Collected data:
**********
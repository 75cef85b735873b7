//! REPL command parsing.

use std::str::FromStr;

use triage_core::Gender;

/// Keywords offered by completion and hints.
pub const KEYWORDS: &[&str] = &[
    "next", "back", "reset", "submit", "save", "show", "help", "quit", "age", "gender", "pregnant",
];

/// One line of user input.
#[derive(Debug, Clone, PartialEq, Eq)]
pub enum Command {
    Next,
    Back,
    Reset,
    Submit,
    /// Save the report, optionally into a specific directory
    Save(Option<String>),
    Show,
    Help,
    Quit,
    /// 1-based pick from the list shown at the current step
    Pick(usize),
    /// Free-text symptom toggle (`+text`)
    Symptom(String),
    Age(String),
    Gender(Option<Gender>),
    Pregnant(bool),
}

impl FromStr for Command {
    type Err = String;

    fn from_str(line: &str) -> Result<Self, Self::Err> {
        let line = line.trim();

        if let Some(symptom) = line.strip_prefix('+') {
            let symptom = symptom.trim();
            if symptom.is_empty() {
                return Err("usage: +<symptom>".to_string());
            }
            return Ok(Command::Symptom(symptom.to_string()));
        }

        if let Ok(number) = line.parse::<usize>() {
            if number == 0 {
                return Err("picks start at 1".to_string());
            }
            return Ok(Command::Pick(number));
        }

        let (keyword, rest) = match line.split_once(char::is_whitespace) {
            Some((keyword, rest)) => (keyword, rest.trim()),
            None => (line, ""),
        };

        match keyword.to_ascii_lowercase().as_str() {
            "next" | "n" => Ok(Command::Next),
            "back" | "b" => Ok(Command::Back),
            "reset" | "restart" => Ok(Command::Reset),
            "submit" => Ok(Command::Submit),
            "save" => Ok(Command::Save((!rest.is_empty()).then(|| rest.to_string()))),
            "show" | "ls" => Ok(Command::Show),
            "help" | "?" => Ok(Command::Help),
            "quit" | "exit" | "q" => Ok(Command::Quit),
            "age" => Ok(Command::Age(rest.to_string())),
            "gender" => parse_gender(rest).map(Command::Gender),
            "pregnant" => parse_yes_no(rest).map(Command::Pregnant),
            _ => Err(format!("unknown command '{}'; type 'help'", keyword)),
        }
    }
}

fn parse_gender(value: &str) -> Result<Option<Gender>, String> {
    match value.to_ascii_lowercase().as_str() {
        "clear" | "none" => Ok(None),
        "m" => Ok(Some(Gender::Male)),
        "f" => Ok(Some(Gender::Female)),
        other => Gender::from_str(other)
            .map(Some)
            .map_err(|_| "usage: gender male|female|clear".to_string()),
    }
}

fn parse_yes_no(value: &str) -> Result<bool, String> {
    match value.to_ascii_lowercase().as_str() {
        "yes" | "y" => Ok(true),
        "no" | "n" => Ok(false),
        _ => Err("usage: pregnant yes|no".to_string()),
    }
}

pub const HELP: &str = "\
Commands:
  next | back            move between steps (next on intake submits)
  <number>               pick from the list shown for this step
  +<symptom>             toggle a symptom by name
  age <years>            record age
  gender male|female|clear
  pregnant yes|no
  submit                 evaluate eligibility
  save [dir]             write the report to disk
  show                   redraw the current step
  reset                  start over
  quit                   leave";
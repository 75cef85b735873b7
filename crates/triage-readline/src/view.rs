//! Colored terminal rendering of wizard state.

use colored::Colorize;

use triage_core::inference::UNDETERMINED;
use triage_core::{EntryMode, InteractionResult, Outcome, Wizard, WizardStep};

/// Items the user can pick by number at the current step.
pub enum Choices<'a> {
    Conditions(Vec<&'a str>),
    Symptoms(Vec<&'a str>),
    RedFlags(Vec<&'a str>),
    Nothing,
}

impl<'a> Choices<'a> {
    pub fn for_step(wizard: &'a Wizard) -> Self {
        match (wizard.step(), wizard.mode()) {
            (WizardStep::Selection, EntryMode::Direct) | (WizardStep::Inference, _) => {
                Choices::Conditions(
                    wizard
                        .catalog()
                        .conditions()
                        .iter()
                        .map(|c| c.id.as_str())
                        .collect(),
                )
            }
            (WizardStep::Selection, EntryMode::Infer) | (WizardStep::SymptomDetail, _) => {
                Choices::Symptoms(wizard.symptom_choices())
            }
            (WizardStep::Intake, _) => {
                Choices::RedFlags(wizard.red_flag_choices().iter().map(String::as_str).collect())
            }
            _ => Choices::Nothing,
        }
    }
}

/// Prints the screen for the current step.
pub fn render_step(wizard: &Wizard) {
    let session = wizard.session();
    println!();
    println!(
        "{}",
        format!("== {} ==", title(wizard.step())).bright_magenta().bold()
    );

    match wizard.step() {
        WizardStep::Intro => {
            println!("Check whether a pharmacist can treat your condition under Pharmacy First.");
            println!("{}", "Type 'next' to begin or 'help' for commands.".bright_black());
        }
        WizardStep::Selection => {
            match wizard.mode() {
                EntryMode::Direct => {
                    println!("Pick your condition by number, then 'next'.");
                    list_conditions(wizard);
                }
                EntryMode::Infer => {
                    println!("Toggle the symptoms you have by number or '+name', then 'next'.");
                    list_symptoms(wizard);
                }
            }
            render_animation(wizard);
        }
        WizardStep::Inference => {
            let name = session
                .inference
                .as_ref()
                .map(|inference| inference.display_name(wizard.catalog()))
                .unwrap_or(UNDETERMINED);
            println!("Your symptoms most closely match: {}", name.bright_yellow().bold());
            if wizard.selected_condition().is_none() {
                println!(
                    "{}",
                    "No condition matched. Pick one by number or go 'back'.".yellow()
                );
            } else {
                println!("{}", "Type 'next' to continue, or pick another condition.".bright_black());
            }
            list_conditions(wizard);
        }
        WizardStep::SymptomDetail => {
            println!("Which of these symptoms do you have?");
            list_symptoms(wizard);
        }
        WizardStep::Intake => render_intake(wizard),
        WizardStep::Result => render_result(wizard),
    }
}

fn title(step: WizardStep) -> &'static str {
    match step {
        WizardStep::Intro => "Pharmacy First",
        WizardStep::Selection => "Select",
        WizardStep::Inference => "Likely condition",
        WizardStep::SymptomDetail => "Symptoms",
        WizardStep::Intake => "About you",
        WizardStep::Result => "Result",
    }
}

fn list_conditions(wizard: &Wizard) {
    let selected = wizard.session().selected_condition.as_deref();
    for (index, condition) in wizard.catalog().conditions().iter().enumerate() {
        let line = format!("  {:>2}. {}", index + 1, condition.name);
        if selected == Some(condition.id.as_str()) {
            println!("{} {}", line.green().bold(), "(selected)".green());
        } else {
            println!("{}", line);
        }
    }
}

fn list_symptoms(wizard: &Wizard) {
    let selected = &wizard.session().selected_symptoms;
    let choices = wizard.symptom_choices();
    for (index, symptom) in choices.iter().enumerate() {
        print_toggle(index + 1, symptom, selected.contains(*symptom));
    }

    let extra: Vec<&str> = selected
        .iter()
        .map(String::as_str)
        .filter(|s| !choices.contains(s))
        .collect();
    if !extra.is_empty() {
        println!("{}", format!("  also: {}", extra.join(", ")).bright_black());
    }
}

fn render_animation(wizard: &Wizard) {
    let frame = wizard.frame();
    if frame.is_empty() {
        return;
    }
    let floating: Vec<&str> = frame.highlighted().collect();
    println!("{}", format!("  ~ {} ~", floating.join("  ")).bright_black().italic());
}

fn render_intake(wizard: &Wizard) {
    let inputs = &wizard.session().user_inputs;
    let value = |text: String| {
        if text.is_empty() {
            "not set".bright_black().to_string()
        } else {
            text.bright_white().to_string()
        }
    };

    println!("  Age:      {}", value(inputs.age.trim().to_string()));
    println!(
        "  Gender:   {}",
        value(inputs.gender.map(|g| g.to_string()).unwrap_or_default())
    );
    if wizard.pregnancy_applicable() {
        println!("  Pregnant: {}", if inputs.pregnant { "yes" } else { "no" });
    }

    let flags = wizard.red_flag_choices();
    if !flags.is_empty() {
        println!("Do you have any of these? (pick by number)");
        for (index, flag) in flags.iter().enumerate() {
            print_toggle(index + 1, flag, inputs.selected_red_flags.contains(flag));
        }
    }
    println!(
        "{}",
        "Set 'age', 'gender' (and 'pregnant'), then 'submit'.".bright_black()
    );
}

fn render_result(wizard: &Wizard) {
    let session = wizard.session();
    if let Some(outcome) = session.result {
        let message = outcome.message();
        let styled = match outcome {
            Outcome::UrgentReferral => message.red().bold(),
            Outcome::PharmacyEligible => message.green().bold(),
            Outcome::NotEligible => message.yellow().bold(),
        };
        println!("{}", styled);
    }
    if let Some(report) = wizard.export_report() {
        println!();
        for line in report.lines() {
            println!("  {}", line);
        }
    }
    println!();
    println!("{}", "Type 'save [dir]' to download the report or 'reset' to start over.".bright_black());
}

fn print_toggle(number: usize, label: &str, on: bool) {
    if on {
        println!("  {:>2}. {} {}", number, "[x]".green().bold(), label.green());
    } else {
        println!("  {:>2}. [ ] {}", number, label);
    }
}

/// Prints feedback for an operation. Returns true when the screen should be
/// redrawn.
pub fn report_result(result: &InteractionResult) -> bool {
    match result {
        InteractionResult::NoOp => {
            println!("{}", "Nothing to do.".bright_black());
            false
        }
        InteractionResult::Changed | InteractionResult::StepChanged(_) => true,
        InteractionResult::Blocked(reason) => {
            println!("{}", reason.to_string().yellow());
            false
        }
        InteractionResult::Completed(outcome) => {
            println!("{}", format!("Assessment complete: {}", outcome).bright_green());
            true
        }
    }
}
**********
Exercise aim> In how many lines of the data does the string "Self" appear? Only the number should be given.

Your response> 2